İsrail-İran savaşından önce Tahran ve Washington, Umman'ın arabuluculuğunda beş tur nükleer müzakere gerçekleştirdi, ancak Batı güçlerinin silahlanma tehlikesini ortadan kaldırmak için İran'ın uranyum zenginleştirmesini sıfıra indirmesini talep etmesi gibi önemli engellerle karşılaştı.

ABD saldırılarından önce İran, uranyumu yüzde 60 saflıkta zenginleştiriyordu. Bu uranyumun saflığı, silah geliştirmeye imkan veren yüzde 90'a kadar kolaylıkla yükseltilebilir.

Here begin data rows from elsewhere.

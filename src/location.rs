//! Squares on the board and conversions between their representations:
//! one-hot bitboards, bit indices, `(file, rank)` pairs and "D3" notation.

use crate::bitboard::Bitboard;
use crate::EDGE_LENGTH;
use derive_more::{Display, Error, From, Into};
use std::fmt::{self, Write};

/// A single square, stored as a one-hot [`Bitboard`].
#[derive(Clone, Copy, Debug, Eq, PartialEq, Ord, PartialOrd, Into)]
pub struct Location(Bitboard);

/// A set of squares, stored as a [`Bitboard`] mask. Iterating yields each
/// set square as a [`Location`].
#[derive(Clone, Copy, Debug, Default, Eq, PartialEq, PartialOrd, Ord, From, Into)]
pub struct LocationList(Bitboard);

/// A coordinate or notation string does not name a square on the board.
#[derive(Clone, Copy, Debug, PartialEq, Eq, Display, Error)]
#[display(fmt = "invalid board coordinate")]
pub struct ParseLocationError;

impl Location {
    /// Build a square from 0-based coordinates: `file` 0 is A, `rank` 0 is
    /// rank 1. Returns `None` when either coordinate is off the board.
    pub fn from_square(file: u8, rank: u8) -> Option<Self> {
        if file >= EDGE_LENGTH as u8 || rank >= EDGE_LENGTH as u8 {
            return None;
        }
        Some(Self::from_index(
            (7 - rank) * EDGE_LENGTH as u8 + (7 - file),
        ))
    }

    /// Build a square from its bit index: 0 is H8, 63 is A1.
    #[inline]
    pub fn from_index(index: u8) -> Self {
        debug_assert!(index < 64);
        Self(Bitboard::from(1u64 << index))
    }

    /// Build a square from a one-hot bitboard. Returns `None` unless exactly
    /// one bit is set.
    #[inline]
    pub fn from_bitboard(bitboard: Bitboard) -> Option<Self> {
        if bitboard.count_occupied() == 1 {
            Some(Self(bitboard))
        } else {
            None
        }
    }

    /// The square's bit index: 0 for H8, 63 for A1.
    #[inline]
    pub fn index(self) -> u8 {
        u64::from(self.0).trailing_zeros() as u8
    }

    /// The square as a one-hot bitboard.
    #[inline]
    pub fn bitboard(self) -> Bitboard {
        self.0
    }

    /// The square's 0-based `(file, rank)` coordinates.
    pub fn coords(self) -> (u8, u8) {
        let index = self.index();
        let file = 7 - index % EDGE_LENGTH as u8;
        let rank = 7 - index / EDGE_LENGTH as u8;
        (file, rank)
    }
}

/// Parse 1-indexed notation ("D3", "d3") into a [`Location`].
impl std::str::FromStr for Location {
    type Err = ParseLocationError;

    fn from_str(s: &str) -> Result<Self, Self::Err> {
        let mut chars = s.chars();
        let file_char = chars.next().ok_or(ParseLocationError)?.to_ascii_uppercase();
        let rank_char = chars.next().ok_or(ParseLocationError)?;
        if chars.next().is_some() {
            return Err(ParseLocationError);
        }

        let file = "ABCDEFGH".find(file_char).ok_or(ParseLocationError)?;
        let rank = "12345678".find(rank_char).ok_or(ParseLocationError)?;
        Self::from_square(file as u8, rank as u8).ok_or(ParseLocationError)
    }
}

/// Convert this [`Location`] into notation ("D3").
impl fmt::Display for Location {
    fn fmt(&self, f: &mut fmt::Formatter<'_>) -> fmt::Result {
        let (file, rank) = self.coords();
        f.write_char((b'A' + file) as char)?;
        f.write_char((b'1' + rank) as char)
    }
}

impl LocationList {
    /// Returns whether the set is empty.
    #[inline]
    pub fn is_empty(self) -> bool {
        self.0.is_empty()
    }

    /// Returns whether `loc` is in the set.
    #[inline]
    pub fn contains(self, loc: Location) -> bool {
        !(self.0 & loc.bitboard()).is_empty()
    }
}

impl Iterator for LocationList {
    type Item = Location;

    fn next(&mut self) -> Option<Location> {
        if self.is_empty() {
            return None;
        }

        let bits = u64::from(self.0);
        let next = Bitboard::from(1u64 << bits.trailing_zeros());
        self.0 ^= next;
        Some(Location(next))
    }
}

impl ExactSizeIterator for LocationList {
    fn len(&self) -> usize {
        self.0.count_occupied() as usize
    }
}

impl fmt::Display for LocationList {
    fn fmt(&self, f: &mut fmt::Formatter<'_>) -> fmt::Result {
        let squares = self
            .into_iter()
            .map(|loc| loc.to_string())
            .collect::<Vec<String>>()
            .join(", ");

        write!(f, "[{}]", squares)
    }
}
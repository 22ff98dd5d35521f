//! "Perft" leaf counting: the number of distinct move paths at a given
//! depth from the starting position. The reference counts are published at
//! <http://www.aartbik.com/MISC/reversi.html>; matching them is strong
//! evidence the move generator implements the rules exactly.

use crate::Board;

/// Count the leaves of the game tree `depth` plies below the starting
/// position.
pub fn run_perft(depth: u64) -> u64 {
    leaves_below(Board::new(), depth, false)
}

fn leaves_below(board: Board, depth: u64, just_passed: bool) -> u64 {
    if depth == 0 {
        return 1;
    }

    let moves = board.legal_moves();
    if moves.is_empty() {
        // Two passes in a row end the game.
        if just_passed {
            return 1;
        }
        return leaves_below(board.pass(), depth - 1, true);
    }

    moves
        .map(|loc| leaves_below(board.apply_move(loc), depth - 1, false))
        .sum()
}
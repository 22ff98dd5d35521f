//! `reversi-core` is a bitboard rules engine for Othello/Reversi.
//!
//! The crate implements three levels of abstraction:
//!
//!  - [`bitboard`] contains the raw engine kernels: legal-move generation,
//!    flip computation and move application over plain 64-bit boards. These
//!    are unchecked and fast; their contracts must be upheld by the caller.
//!    The same operations are also exported through a C FFI.
//!  - [`Board`] wraps a mover-relative pair of bitboards and stays as fast
//!    and unchecked as the kernels underneath it. This is the type engines
//!    want to work with.
//!  - [`Game`] is a high-level, safe interface: it validates every move,
//!    tracks whose turn it is and keeps a history for undo.

pub mod bitboard;
pub mod ffi;
pub mod test_utils;

mod board;
mod game;
mod location;
mod utils;

pub use board::*;
pub use game::*;
pub use location::*;

/// The number of squares on one edge of the board.
pub const EDGE_LENGTH: usize = 8;

/// The number of squares on the board.
pub const NUM_SQUARES: usize = 64;
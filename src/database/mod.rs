//! Database connection pool, migrations, and TimescaleDB setup

pub mod migrations;
pub mod pool;
pub mod timescale;

pub use pool::Database;
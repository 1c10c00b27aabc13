use crate::error::Result;
use crate::models::DashboardStats;
use sqlx::PgPool;

/// Repository for dashboard statistics
#[derive(Clone)]
pub struct DashboardRepository {
    pool: PgPool,
}

impl DashboardRepository {
    pub fn new(pool: PgPool) -> Self {
        Self { pool }
    }

    /// Aggregate counters across the inventory and the request log
    pub async fn get_stats(&self) -> Result<DashboardStats> {
        let (total_proxies, active_proxies, unhealthy_proxies, total_requests): (
            i64,
            i64,
            i64,
            i64,
        ) = sqlx::query_as(
            r#"
            SELECT
                COUNT(*)::bigint AS total,
                COUNT(*) FILTER (WHERE status = 'active')::bigint AS active,
                COUNT(*) FILTER (WHERE status = 'unhealthy')::bigint AS unhealthy,
                COALESCE(SUM(requests), 0)::bigint AS total_requests
            FROM proxies
            "#,
        )
        .fetch_one(&self.pool)
        .await?;

        let avg_success_rate: f64 = sqlx::query_scalar(
            r#"
            SELECT COALESCE(
                AVG(
                    CASE WHEN requests > 0
                    THEN (successful_requests::float / requests::float) * 100
                    ELSE 0
                    END
                ),
                0
            ) FROM proxies
            "#,
        )
        .fetch_one(&self.pool)
        .await?;

        let avg_response_time: i32 = sqlx::query_scalar(
            "SELECT COALESCE(AVG(avg_response_time), 0)::INTEGER FROM proxies WHERE requests > 0",
        )
        .fetch_one(&self.pool)
        .await?;

        let requests_last_hour: i64 = sqlx::query_scalar(
            "SELECT COUNT(*)::bigint FROM proxy_requests WHERE timestamp >= NOW() - INTERVAL '1 hour'",
        )
        .fetch_one(&self.pool)
        .await?;

        Ok(DashboardStats {
            active_proxies,
            unhealthy_proxies,
            total_proxies,
            total_requests,
            requests_last_hour,
            avg_success_rate,
            avg_response_time,
        })
    }
}
//! Least-connections proxy selection strategy

use async_trait::async_trait;
use parking_lot::RwLock;
use std::collections::HashSet;
use std::sync::Arc;

use super::ProxySelector;
use crate::error::{Result, RotaError};
use crate::models::{Proxy, RotationMethod};

/// Ranks the pool by lifetime successful requests ascending, ties broken by
/// id.
///
/// The name is historical: this optimizes for cold-start spread rather than
/// live connection count. Counters are read from the proxy list snapshot and
/// catch up on the next refresh.
pub struct LeastConnectionsSelector {
    proxies: RwLock<Vec<Arc<Proxy>>>,
}

impl LeastConnectionsSelector {
    pub fn new() -> Self {
        Self {
            proxies: RwLock::new(Vec::new()),
        }
    }
}

impl Default for LeastConnectionsSelector {
    fn default() -> Self {
        Self::new()
    }
}

#[async_trait]
impl ProxySelector for LeastConnectionsSelector {
    async fn select(&self, excluded: &HashSet<i32>) -> Result<Arc<Proxy>> {
        let proxies = self.proxies.read();

        if proxies.is_empty() {
            return Err(RotaError::NoUpstreams);
        }

        let mut selected: Option<&Arc<Proxy>> = None;

        for proxy in proxies.iter() {
            if excluded.contains(&proxy.id) {
                continue;
            }

            let better = match selected {
                None => true,
                Some(best) => {
                    (proxy.successful_requests, proxy.id) < (best.successful_requests, best.id)
                }
            };
            if better {
                selected = Some(proxy);
            }
        }

        selected.cloned().ok_or(RotaError::NoUpstreams)
    }

    async fn refresh(&self, proxies: Vec<Proxy>) -> Result<()> {
        let mut guard = self.proxies.write();
        *guard = proxies.into_iter().map(Arc::new).collect();
        Ok(())
    }

    fn available_count(&self) -> usize {
        self.proxies.read().len()
    }

    fn method(&self) -> RotationMethod {
        RotationMethod::LeastConnections
    }
}
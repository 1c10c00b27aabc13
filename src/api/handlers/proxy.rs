//! Proxy inventory handlers

use axum::extract::{Path, Query, State};
use axum::http::StatusCode;
use axum::response::IntoResponse;
use axum::Json;
use tracing::info;

use crate::api::server::AppState;
use crate::error::RotaError;
use crate::models::{CreateProxyRequest, ProxyListParams};
use crate::proxy::rotation::ProxySelector;
use crate::repository::ProxyRepository;

/// List proxies with aggregate stats
pub async fn list_proxies(
    State(state): State<AppState>,
    Query(params): Query<ProxyListParams>,
) -> Result<impl IntoResponse, RotaError> {
    let repo = ProxyRepository::new(state.db.pool().clone());
    let response = repo.list(&params).await?;
    Ok(Json(response))
}

/// Insert a proxy
pub async fn create_proxy(
    State(state): State<AppState>,
    Json(req): Json<CreateProxyRequest>,
) -> Result<impl IntoResponse, RotaError> {
    req.validate()?;

    let repo = ProxyRepository::new(state.db.pool().clone());
    let proxy = repo.create(&req).await?;

    // Refresh the selector with the grown pool
    let proxies = repo.list_active().await?;
    state.selector.refresh(proxies).await?;

    info!(id = proxy.id, address = %proxy.address, "Created proxy");

    Ok((StatusCode::CREATED, Json(proxy)))
}

/// Remove a proxy
pub async fn delete_proxy(
    State(state): State<AppState>,
    Path(id): Path<i32>,
) -> Result<impl IntoResponse, RotaError> {
    let repo = ProxyRepository::new(state.db.pool().clone());

    let deleted = repo.delete(id).await?;

    if deleted {
        let proxies = repo.list_active().await?;
        state.selector.refresh(proxies).await?;

        info!(id = id, "Deleted proxy");
        Ok(StatusCode::NO_CONTENT)
    } else {
        Err(RotaError::ProxyNotFound { id })
    }
}
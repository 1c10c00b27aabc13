//! Rotation settings handlers

use axum::extract::State;
use axum::response::IntoResponse;
use axum::Json;
use tracing::info;

use crate::api::server::AppState;
use crate::error::RotaError;
use crate::models::RotationSettings;
use crate::repository::SettingsRepository;

/// Read rotation settings
pub async fn get_settings(State(state): State<AppState>) -> Result<impl IntoResponse, RotaError> {
    let repo = SettingsRepository::new(state.db.pool().clone());
    let mut settings = repo.get_rotation().await?;
    settings.canonicalize();
    Ok(Json(settings))
}

/// Write rotation settings.
///
/// Validation happens here, at write time; the settings watcher applies the
/// change to the running selector on its next poll.
pub async fn update_settings(
    State(state): State<AppState>,
    Json(mut settings): Json<RotationSettings>,
) -> Result<impl IntoResponse, RotaError> {
    settings.canonicalize();
    settings.validate()?;

    let repo = SettingsRepository::new(state.db.pool().clone());
    repo.set_rotation(&settings).await?;

    info!(method = %settings.method, "Rotation settings updated");

    Ok(Json(settings))
}
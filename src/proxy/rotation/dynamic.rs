//! Runtime-swappable selector holder

use std::collections::HashSet;
use std::sync::Arc;

use async_trait::async_trait;
use parking_lot::RwLock;

use super::ProxySelector;
use crate::error::Result;
use crate::models::{Proxy, RotationMethod};

/// Holds the active selector behind an atomic pointer swap.
///
/// Dispatches snapshot the inner selector once via `current()` and keep using
/// it for their whole retry loop, so an in-flight dispatch never observes a
/// settings swap. Readers never hold a lock across an await.
pub struct DynamicSelector {
    inner: RwLock<Arc<dyn ProxySelector>>,
    proxies: RwLock<Vec<Proxy>>,
}

impl DynamicSelector {
    pub fn new(initial: Arc<dyn ProxySelector>) -> Self {
        Self {
            inner: RwLock::new(initial),
            proxies: RwLock::new(Vec::new()),
        }
    }

    /// Snapshot of the active selector for one dispatch
    pub fn current(&self) -> Arc<dyn ProxySelector> {
        self.inner.read().clone()
    }

    /// Swap in a new selector, carrying over the latest proxy list.
    /// The swap happens only after the new selector is fully initialized.
    pub async fn install(&self, selector: Arc<dyn ProxySelector>) -> Result<()> {
        let proxies = self.proxies.read().clone();
        selector.refresh(proxies).await?;

        *self.inner.write() = selector;
        Ok(())
    }
}

#[async_trait]
impl ProxySelector for DynamicSelector {
    async fn select(&self, excluded: &HashSet<i32>) -> Result<Arc<Proxy>> {
        let selector = self.current();
        selector.select(excluded).await
    }

    async fn refresh(&self, proxies: Vec<Proxy>) -> Result<()> {
        *self.proxies.write() = proxies.clone();
        let selector = self.current();
        selector.refresh(proxies).await
    }

    fn note_success(&self, proxy_id: i32) {
        self.current().note_success(proxy_id);
    }

    fn available_count(&self) -> usize {
        self.current().available_count()
    }

    fn method(&self) -> RotationMethod {
        self.current().method()
    }
}
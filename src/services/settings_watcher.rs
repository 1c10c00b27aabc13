//! Settings watcher
//!
//! Polls the rotation settings row and reconfigures the active selector when
//! it changes. In-flight dispatches keep the selector they started with; the
//! swap is atomic and happens at most once per observed change.

use std::sync::Arc;
use std::time::Duration;

use tokio::sync::watch;
use tokio::time::interval;
use tracing::{error, info, instrument, warn};

use crate::database::Database;
use crate::error::Result;
use crate::models::RotationSettings;
use crate::proxy::rotation::{build_selector, DynamicSelector};
use crate::repository::{RequestLogRepository, SettingsRepository};

/// Settings watcher configuration
#[derive(Clone)]
pub struct SettingsWatcherConfig {
    /// How often to poll the settings store
    pub poll_interval: Duration,
}

impl Default for SettingsWatcherConfig {
    fn default() -> Self {
        Self {
            poll_interval: Duration::from_secs(5),
        }
    }
}

/// Watches rotation settings and drives selector reconfiguration
pub struct SettingsWatcher {
    db: Database,
    config: SettingsWatcherConfig,
    selector: Arc<DynamicSelector>,
    settings_tx: watch::Sender<RotationSettings>,
}

impl SettingsWatcher {
    pub fn new(
        db: Database,
        config: SettingsWatcherConfig,
        selector: Arc<DynamicSelector>,
        settings_tx: watch::Sender<RotationSettings>,
    ) -> Self {
        Self {
            db,
            config,
            selector,
            settings_tx,
        }
    }

    /// Run the watcher (call in a spawned task)
    #[instrument(skip(self, shutdown))]
    pub async fn run(&self, mut shutdown: watch::Receiver<bool>) {
        info!(
            "Starting settings watcher with {}s poll interval",
            self.config.poll_interval.as_secs()
        );

        let mut poll = interval(self.config.poll_interval);

        loop {
            tokio::select! {
                _ = poll.tick() => {
                    if let Err(e) = self.poll_once().await {
                        error!("Settings poll failed: {}", e);
                    }
                }
                _ = shutdown.changed() => {
                    if *shutdown.borrow() {
                        info!("Settings watcher shutting down");
                        break;
                    }
                }
            }
        }
    }

    /// Read the settings row and apply a change if there is one
    async fn poll_once(&self) -> Result<()> {
        let repo = SettingsRepository::new(self.db.pool().clone());
        let mut incoming = repo.get_rotation().await?;
        incoming.canonicalize();

        let current = self.settings_tx.borrow().clone();
        if incoming == current {
            return Ok(());
        }

        // An invalid write never replaces the running selector
        if let Err(e) = incoming.validate() {
            warn!(error = %e, "Ignoring invalid rotation settings");
            return Ok(());
        }

        if current.selector_changed(&incoming) {
            let log_repo = RequestLogRepository::new(self.db.pool().clone());
            let selector = build_selector(&incoming, log_repo)?;
            self.selector.install(selector).await?;
            info!(method = %incoming.method, "Rotation selector swapped");
        } else {
            info!("Rotation settings updated without a selector swap");
        }

        let _ = self.settings_tx.send(incoming);
        Ok(())
    }
}

/// Handle for managing the settings watcher lifecycle
pub struct SettingsWatcherHandle {
    shutdown_tx: watch::Sender<bool>,
}

impl SettingsWatcherHandle {
    pub fn new() -> (Self, watch::Receiver<bool>) {
        let (tx, rx) = watch::channel(false);
        (Self { shutdown_tx: tx }, rx)
    }

    pub fn shutdown(&self) {
        let _ = self.shutdown_tx.send(true);
    }
}

impl Default for SettingsWatcherHandle {
    fn default() -> Self {
        Self::new().0
    }
}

Tahran, nükleer programının sadece sivil amaçlara yönelik olduğunu söylüyor. Batılı güçler ise bu düzeyde zenginleştirmenin sivil bir gerekçesi olmadığını belirtiyor.

Birleşmiş Milletler'in en üst düzey denetim kurumu olan Uluslararası Atom Enerjisi Ajansı ise nükleer silah üretmeden uranyumu bu düzeye kadar zenginleştiren başka bir ülke olmadığını vurguluyor.